VON REINHARD BREMBECK
Ein Fiebertraum, in dem die Jahrhunderte genauso durcheinanderpurzeln wie die Religionen, Gegenden, Weltanschauungen. Ein Buch voller Gewalt, voller Dramatik und Kraft, aber zugleich voll eines behütenden, warmen Lichts. Auf 200 Seiten häuft Juan Goytisolo, der Großmeister der spanischen Literatur, ein beeindruckendes Arsenal an farbig und detailfreudig gezeichneten Bildern des Untergangs, der Verstümmelung und der Ansteckung.
  Den Nachhall von Tschernobyl wird der Leser dieses bereits 1988 erschienenen, aber erst jetzt ins Deutsche übersetzten Buches unschwer ausmachen, auch die Gräuel des Spanischen Bürgerkriegs, die Massenhinrichtungen in Sportstadien von Chile wie Kuba und die Verfolgung von Heterodoxen aller Art – sei es vor 500 Jahren, sei es in der Sowjetunion. Das allein schon genügt, um den Leser atemlos und gebannt 200 Seiten bei der Stange zu halten.
  Doch der von Thomas Brovot in ein kraftvoll poetisches Deutsch übersetzte Roman „Reise zum Vogel Simurgh“ ist keinesfalls jene private Phantasmagorie, als die er beim ersten Lesen erscheinen mag. Das deutet bereits der spanische Originaltitel an, „Las virtudes del pájaro solitario“ (Die Eigenschaften des einsamen Vogels), den jeder halbwegs Gebildete in der spanischsprachigen Welt auf San Juan de la Cruz (1542-1591) bezieht, einen der bedeutendsten Mystiker des Abendlandes, dessen schmales lyrisches Werk zum Besten in der spanischen Poesie gehört. Mystische Gotteserfahrung, wie üblich als Liebeslyrik formuliert – dies und die zusammen mit Teresa de Ávila betriebenen Reformbestrebungen der Karmeliter machten Juan verdächtig, auch in den Augen Roms. Er wurde 1577 von seinen Gegnern entführt, eingekerkert, gefoltert. In der Haft entstand ein Großteil seiner Gedichte, nach eineinhalb Jahren konnte er fliehen.
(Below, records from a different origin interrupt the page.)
//! Common error types for Vrover.

use thiserror::Error;

/// Result type alias using Vrover's error type.
pub type Result<T> = std::result::Result<T, Error>;

/// Top-level error type for Vrover operations.
#[derive(Debug, Error)]
pub enum Error {
    /// I/O error (socket, file)
    #[error("I/O error: {0}")]
    Io(#[from] std::io::Error),

    /// Configuration error
    #[error("configuration error: {0}")]
    Config(String),

    /// Tracking runtime failure
    #[error("tracking error: {0}")]
    Tracking(String),

    /// Control-link transport failure
    #[error("transport error: {0}")]
    Transport(String),

    /// Internal error
    #[error("internal error: {0}")]
    Internal(String),
}

impl Error {
    /// Create a config error from any displayable type.
    pub fn config(msg: impl std::fmt::Display) -> Self {
        Self::Config(msg.to_string())
    }

    /// Create a tracking error from any displayable type.
    pub fn tracking(msg: impl std::fmt::Display) -> Self {
        Self::Tracking(msg.to_string())
    }

    /// Create a transport error from any displayable type.
    pub fn transport(msg: impl std::fmt::Display) -> Self {
        Self::Transport(msg.to_string())
    }

    /// Create an internal error from any displayable type.
    pub fn internal(msg: impl std::fmt::Display) -> Self {
        Self::Internal(msg.to_string())
    }
}
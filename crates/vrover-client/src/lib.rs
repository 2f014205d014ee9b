pub mod client;
pub mod input;
pub mod tracker;
pub mod types;

pub use client::run_client;
pub use input::{apply_gamepad_deadzone, normalize_gamepad_deadzone};
pub use tracker::SimTracker;
pub use types::{ClientConfig, LinkRuntimeStats, TrackingEvent};
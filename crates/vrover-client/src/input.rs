use std::thread;
use std::time::Duration;

use anyhow::Result;
use gilrs::{Axis, Button, Event, EventType as GilrsEventType, Gilrs};
use tokio::sync::mpsc;
use tracing::warn;

use vrover_common::now_us;
use vrover_vr::ControllerState;

use crate::types::TrackingEvent;

pub fn normalize_gamepad_deadzone(deadzone: f32) -> f32 {
    deadzone.clamp(0.0, 0.95)
}

pub fn apply_gamepad_deadzone(value: f32, deadzone: f32) -> f32 {
    let deadzone = normalize_gamepad_deadzone(deadzone);
    let abs = value.abs();
    if abs <= deadzone {
        0.0
    } else {
        let scaled = (abs - deadzone) / (1.0 - deadzone);
        scaled.copysign(value).clamp(-1.0, 1.0)
    }
}

/// Capture gamepad input on a dedicated thread and forward complete
/// controller snapshots into the control loop.
///
/// Stick Y axes drive the motors; the face buttons map to the tracked
/// remotes' digital buttons (South/East to the right hand, West/North to
/// the left).
pub fn spawn_gamepad_thread(tx: mpsc::Sender<TrackingEvent>, deadzone: f32) -> Result<()> {
    let deadzone = normalize_gamepad_deadzone(deadzone);
    thread::spawn(move || {
        let mut gilrs = match Gilrs::new() {
            Ok(g) => g,
            Err(e) => {
                warn!("gilrs init failed: {}", e);
                return;
            }
        };
        let mut state = ControllerState::default();
        loop {
            let mut dirty = false;
            while let Some(Event { event, .. }) = gilrs.next_event() {
                match event {
                    GilrsEventType::AxisChanged(axis, value, _) => {
                        let value = apply_gamepad_deadzone(value, deadzone);
                        dirty |= set_axis(&mut state, axis, value);
                    }
                    GilrsEventType::ButtonPressed(button, _) => {
                        dirty |= set_button(&mut state, button, true);
                    }
                    GilrsEventType::ButtonReleased(button, _) => {
                        dirty |= set_button(&mut state, button, false);
                    }
                    _ => {}
                }
            }
            if dirty
                && tx
                    .blocking_send(TrackingEvent::Controllers(state, now_us()))
                    .is_err()
            {
                return;
            }
            thread::sleep(Duration::from_millis(8));
        }
    });
    Ok(())
}

fn set_axis(state: &mut ControllerState, axis: Axis, value: f32) -> bool {
    match axis {
        Axis::LeftStickX => state.left.joystick.x = value,
        Axis::LeftStickY => state.left.joystick.y = value,
        Axis::RightStickX => state.right.joystick.x = value,
        Axis::RightStickY => state.right.joystick.y = value,
        _ => return false,
    }
    true
}

fn set_button(state: &mut ControllerState, button: Button, pressed: bool) -> bool {
    match button {
        Button::South => state.right.buttons.primary = pressed,
        Button::East => state.right.buttons.secondary = pressed,
        Button::West => state.left.buttons.primary = pressed,
        Button::North => state.left.buttons.secondary = pressed,
        _ => return false,
    }
    true
}

#[cfg(test)]
mod tests {
    use super::*;

    #[test]
    fn deadzone_zeroes_small_deflections() {
        assert_eq!(apply_gamepad_deadzone(0.05, 0.1), 0.0);
        assert_eq!(apply_gamepad_deadzone(-0.1, 0.1), 0.0);
    }

    #[test]
    fn deadzone_rescales_to_full_range() {
        assert!((apply_gamepad_deadzone(1.0, 0.1) - 1.0).abs() < 1e-6);
        assert!((apply_gamepad_deadzone(-1.0, 0.1) + 1.0).abs() < 1e-6);
        assert!((apply_gamepad_deadzone(0.55, 0.1) - 0.5).abs() < 1e-6);
    }

    #[test]
    fn overshooting_axes_clamp() {
        assert_eq!(apply_gamepad_deadzone(1.8, 0.1), 1.0);
        assert_eq!(apply_gamepad_deadzone(-1.8, 0.1), -1.0);
    }

    #[test]
    fn deadzone_parameter_is_normalized() {
        assert_eq!(normalize_gamepad_deadzone(2.0), 0.95);
        assert_eq!(normalize_gamepad_deadzone(-1.0), 0.0);
    }

    #[test]
    fn stick_axes_map_to_hands() {
        let mut state = ControllerState::default();
        assert!(set_axis(&mut state, Axis::LeftStickY, 0.7));
        assert_eq!(state.left.joystick.y, 0.7);
        assert!(set_axis(&mut state, Axis::RightStickX, -0.2));
        assert_eq!(state.right.joystick.x, -0.2);
        assert!(!set_axis(&mut state, Axis::LeftZ, 0.7));
    }

    #[test]
    fn face_buttons_map_to_remote_buttons() {
        let mut state = ControllerState::default();
        assert!(set_button(&mut state, Button::South, true));
        assert!(state.right.buttons.primary);
        assert!(set_button(&mut state, Button::South, false));
        assert!(!state.right.buttons.primary);
        assert!(!set_button(&mut state, Button::Start, true));
    }
}
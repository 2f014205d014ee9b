//! Common helper functions for Vrover.

/// Read a boolean switch from the environment.
pub fn env_bool(name: &str, default: bool) -> bool {
    match std::env::var(name) {
        Ok(value) => matches!(
            value.trim().to_ascii_lowercase().as_str(),
            "1" | "true" | "yes" | "on"
        ),
        Err(_) => default,
    }
}

/// Microseconds since the Unix epoch.
pub fn now_us() -> u64 {
    std::time::SystemTime::now()
        .duration_since(std::time::UNIX_EPOCH)
        .unwrap_or_default()
        .as_micros() as u64
}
  Der Legende nach zerriss und verschluckte Juan in der Nacht seiner Entführung den „Tratado de las virtudes del pájaro solitario“. Goytisolo versucht mit seinem Roman nichts weniger als eine Rekonstruktion dieses „Tratados“ seines Namensvetters. Ein Traktat, dessen Inhalt sich nur durch zwei knappe Glossen erschließen lässt. Der „pájaro solitario“, der einsame Vogel, ist die Seele auf der Suche nach der Vereinigung mit Gott, seine Eigenschaften sind, in Goytisolos Worten: „heiter, beschwingt, bereit in die Höhe zu fliegen, feinstofflich, farblos, vollkommen“.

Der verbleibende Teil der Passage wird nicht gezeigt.